**Instructions to follow**: Please report each line of the data below that contains "traces".
Start of Information shown
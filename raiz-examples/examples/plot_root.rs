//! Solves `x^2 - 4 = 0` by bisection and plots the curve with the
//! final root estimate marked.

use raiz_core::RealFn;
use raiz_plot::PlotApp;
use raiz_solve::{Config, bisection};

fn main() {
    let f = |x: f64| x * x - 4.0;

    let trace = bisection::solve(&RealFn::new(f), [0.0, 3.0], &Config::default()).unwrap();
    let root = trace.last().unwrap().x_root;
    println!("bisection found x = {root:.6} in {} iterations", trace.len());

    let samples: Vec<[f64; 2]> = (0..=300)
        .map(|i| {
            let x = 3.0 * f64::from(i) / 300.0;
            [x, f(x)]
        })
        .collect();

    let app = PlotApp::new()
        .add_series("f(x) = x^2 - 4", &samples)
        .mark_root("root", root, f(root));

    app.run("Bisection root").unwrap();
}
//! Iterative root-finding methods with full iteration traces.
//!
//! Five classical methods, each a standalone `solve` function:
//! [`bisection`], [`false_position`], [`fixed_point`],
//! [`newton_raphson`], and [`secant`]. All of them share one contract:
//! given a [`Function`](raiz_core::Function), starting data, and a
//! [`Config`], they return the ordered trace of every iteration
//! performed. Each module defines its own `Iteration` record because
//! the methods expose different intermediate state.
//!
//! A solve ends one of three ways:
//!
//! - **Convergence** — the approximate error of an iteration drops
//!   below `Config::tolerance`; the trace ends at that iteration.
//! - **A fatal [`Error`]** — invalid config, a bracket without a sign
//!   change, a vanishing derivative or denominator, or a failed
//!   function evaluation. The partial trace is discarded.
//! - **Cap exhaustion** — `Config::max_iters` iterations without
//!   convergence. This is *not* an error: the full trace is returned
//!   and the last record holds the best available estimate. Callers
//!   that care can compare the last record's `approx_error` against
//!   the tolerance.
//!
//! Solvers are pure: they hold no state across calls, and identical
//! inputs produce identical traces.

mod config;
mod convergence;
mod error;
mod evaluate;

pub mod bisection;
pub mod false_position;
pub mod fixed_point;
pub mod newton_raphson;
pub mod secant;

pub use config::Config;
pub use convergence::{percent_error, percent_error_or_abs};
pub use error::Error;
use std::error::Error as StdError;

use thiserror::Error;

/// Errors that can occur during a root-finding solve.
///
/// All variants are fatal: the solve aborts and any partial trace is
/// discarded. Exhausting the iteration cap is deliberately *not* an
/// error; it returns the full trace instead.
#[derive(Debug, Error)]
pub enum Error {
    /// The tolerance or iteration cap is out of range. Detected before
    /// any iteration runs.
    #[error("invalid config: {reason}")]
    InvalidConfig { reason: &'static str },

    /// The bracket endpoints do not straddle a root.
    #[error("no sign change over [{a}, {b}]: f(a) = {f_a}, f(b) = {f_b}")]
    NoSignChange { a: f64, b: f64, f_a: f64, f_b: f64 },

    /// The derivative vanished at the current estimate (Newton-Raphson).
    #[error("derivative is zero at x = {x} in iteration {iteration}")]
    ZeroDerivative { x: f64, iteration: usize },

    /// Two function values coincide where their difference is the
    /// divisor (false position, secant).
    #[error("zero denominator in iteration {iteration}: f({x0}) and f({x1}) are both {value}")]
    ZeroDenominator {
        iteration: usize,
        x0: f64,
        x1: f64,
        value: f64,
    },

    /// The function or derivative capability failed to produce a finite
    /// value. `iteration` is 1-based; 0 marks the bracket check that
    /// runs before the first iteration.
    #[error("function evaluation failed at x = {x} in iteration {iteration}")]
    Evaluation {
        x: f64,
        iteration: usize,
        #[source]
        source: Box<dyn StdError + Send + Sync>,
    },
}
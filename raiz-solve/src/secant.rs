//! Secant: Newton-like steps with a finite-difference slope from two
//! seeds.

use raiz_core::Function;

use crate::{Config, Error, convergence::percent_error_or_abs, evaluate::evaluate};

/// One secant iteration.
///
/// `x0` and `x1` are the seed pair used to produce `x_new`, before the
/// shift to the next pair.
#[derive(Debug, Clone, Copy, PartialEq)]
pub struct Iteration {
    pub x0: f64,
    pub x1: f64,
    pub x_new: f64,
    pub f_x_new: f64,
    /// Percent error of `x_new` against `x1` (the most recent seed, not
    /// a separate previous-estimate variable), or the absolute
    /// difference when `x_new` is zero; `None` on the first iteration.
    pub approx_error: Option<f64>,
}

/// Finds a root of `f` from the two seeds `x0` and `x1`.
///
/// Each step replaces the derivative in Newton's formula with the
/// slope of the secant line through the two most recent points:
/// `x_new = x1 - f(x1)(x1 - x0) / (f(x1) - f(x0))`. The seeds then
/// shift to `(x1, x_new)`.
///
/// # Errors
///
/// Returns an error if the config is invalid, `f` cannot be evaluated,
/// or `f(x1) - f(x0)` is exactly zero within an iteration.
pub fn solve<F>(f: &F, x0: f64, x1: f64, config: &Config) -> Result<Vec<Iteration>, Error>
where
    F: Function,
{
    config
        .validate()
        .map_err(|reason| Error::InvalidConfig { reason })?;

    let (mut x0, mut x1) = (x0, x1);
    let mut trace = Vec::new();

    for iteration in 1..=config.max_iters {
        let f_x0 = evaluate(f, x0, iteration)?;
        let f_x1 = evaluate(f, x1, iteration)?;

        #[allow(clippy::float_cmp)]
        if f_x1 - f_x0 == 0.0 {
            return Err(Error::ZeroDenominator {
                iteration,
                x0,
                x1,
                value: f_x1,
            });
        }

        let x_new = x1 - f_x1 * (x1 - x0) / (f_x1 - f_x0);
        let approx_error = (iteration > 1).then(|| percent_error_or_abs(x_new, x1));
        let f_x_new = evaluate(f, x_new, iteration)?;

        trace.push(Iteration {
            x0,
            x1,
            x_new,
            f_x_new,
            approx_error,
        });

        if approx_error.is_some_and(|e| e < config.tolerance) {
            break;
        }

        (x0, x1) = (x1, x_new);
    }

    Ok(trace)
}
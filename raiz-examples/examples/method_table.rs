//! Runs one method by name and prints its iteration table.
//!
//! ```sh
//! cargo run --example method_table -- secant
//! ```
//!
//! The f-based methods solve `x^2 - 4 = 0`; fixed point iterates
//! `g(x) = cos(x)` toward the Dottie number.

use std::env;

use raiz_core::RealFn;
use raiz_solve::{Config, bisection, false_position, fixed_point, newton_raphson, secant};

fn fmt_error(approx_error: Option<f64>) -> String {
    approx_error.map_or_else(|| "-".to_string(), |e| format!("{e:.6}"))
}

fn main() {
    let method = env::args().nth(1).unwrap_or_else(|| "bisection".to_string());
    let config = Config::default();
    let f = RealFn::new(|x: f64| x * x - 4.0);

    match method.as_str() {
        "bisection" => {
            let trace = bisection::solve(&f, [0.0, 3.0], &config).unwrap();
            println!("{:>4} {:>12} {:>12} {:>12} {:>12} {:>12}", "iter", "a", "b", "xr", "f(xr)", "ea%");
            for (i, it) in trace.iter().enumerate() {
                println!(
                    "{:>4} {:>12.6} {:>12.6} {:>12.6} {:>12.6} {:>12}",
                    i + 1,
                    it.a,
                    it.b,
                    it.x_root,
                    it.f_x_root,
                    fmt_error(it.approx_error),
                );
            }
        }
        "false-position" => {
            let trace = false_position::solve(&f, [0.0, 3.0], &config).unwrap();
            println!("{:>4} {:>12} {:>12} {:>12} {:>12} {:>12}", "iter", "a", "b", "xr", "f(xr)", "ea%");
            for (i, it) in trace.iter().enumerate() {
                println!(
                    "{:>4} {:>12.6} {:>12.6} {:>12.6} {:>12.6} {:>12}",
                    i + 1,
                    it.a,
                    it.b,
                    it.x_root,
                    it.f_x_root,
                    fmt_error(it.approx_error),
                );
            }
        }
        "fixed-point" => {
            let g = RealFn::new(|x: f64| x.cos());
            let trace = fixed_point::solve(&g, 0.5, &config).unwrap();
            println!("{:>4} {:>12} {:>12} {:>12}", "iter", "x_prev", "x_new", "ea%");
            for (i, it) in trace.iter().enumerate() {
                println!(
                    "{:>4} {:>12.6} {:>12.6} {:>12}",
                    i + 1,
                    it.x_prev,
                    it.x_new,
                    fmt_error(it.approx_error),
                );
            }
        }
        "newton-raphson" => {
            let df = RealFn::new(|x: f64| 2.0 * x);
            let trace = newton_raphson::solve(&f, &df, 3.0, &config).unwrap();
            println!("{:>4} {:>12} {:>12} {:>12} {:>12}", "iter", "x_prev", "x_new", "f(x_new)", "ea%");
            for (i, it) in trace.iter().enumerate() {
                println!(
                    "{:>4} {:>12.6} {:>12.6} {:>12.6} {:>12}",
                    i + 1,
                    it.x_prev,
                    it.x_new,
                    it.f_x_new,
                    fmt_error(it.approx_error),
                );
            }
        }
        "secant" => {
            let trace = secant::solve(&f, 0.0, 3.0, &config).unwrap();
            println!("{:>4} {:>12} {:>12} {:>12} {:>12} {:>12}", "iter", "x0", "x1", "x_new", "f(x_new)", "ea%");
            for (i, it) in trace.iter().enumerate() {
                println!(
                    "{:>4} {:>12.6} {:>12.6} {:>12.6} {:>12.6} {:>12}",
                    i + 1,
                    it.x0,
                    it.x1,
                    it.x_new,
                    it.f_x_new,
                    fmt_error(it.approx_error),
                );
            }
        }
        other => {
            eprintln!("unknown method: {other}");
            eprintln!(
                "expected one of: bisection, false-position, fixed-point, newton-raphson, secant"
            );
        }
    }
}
End of Information shown
**Result of the task**:
//! Iterative root-finding methods with full iteration traces.
//! inputs produce identical traces.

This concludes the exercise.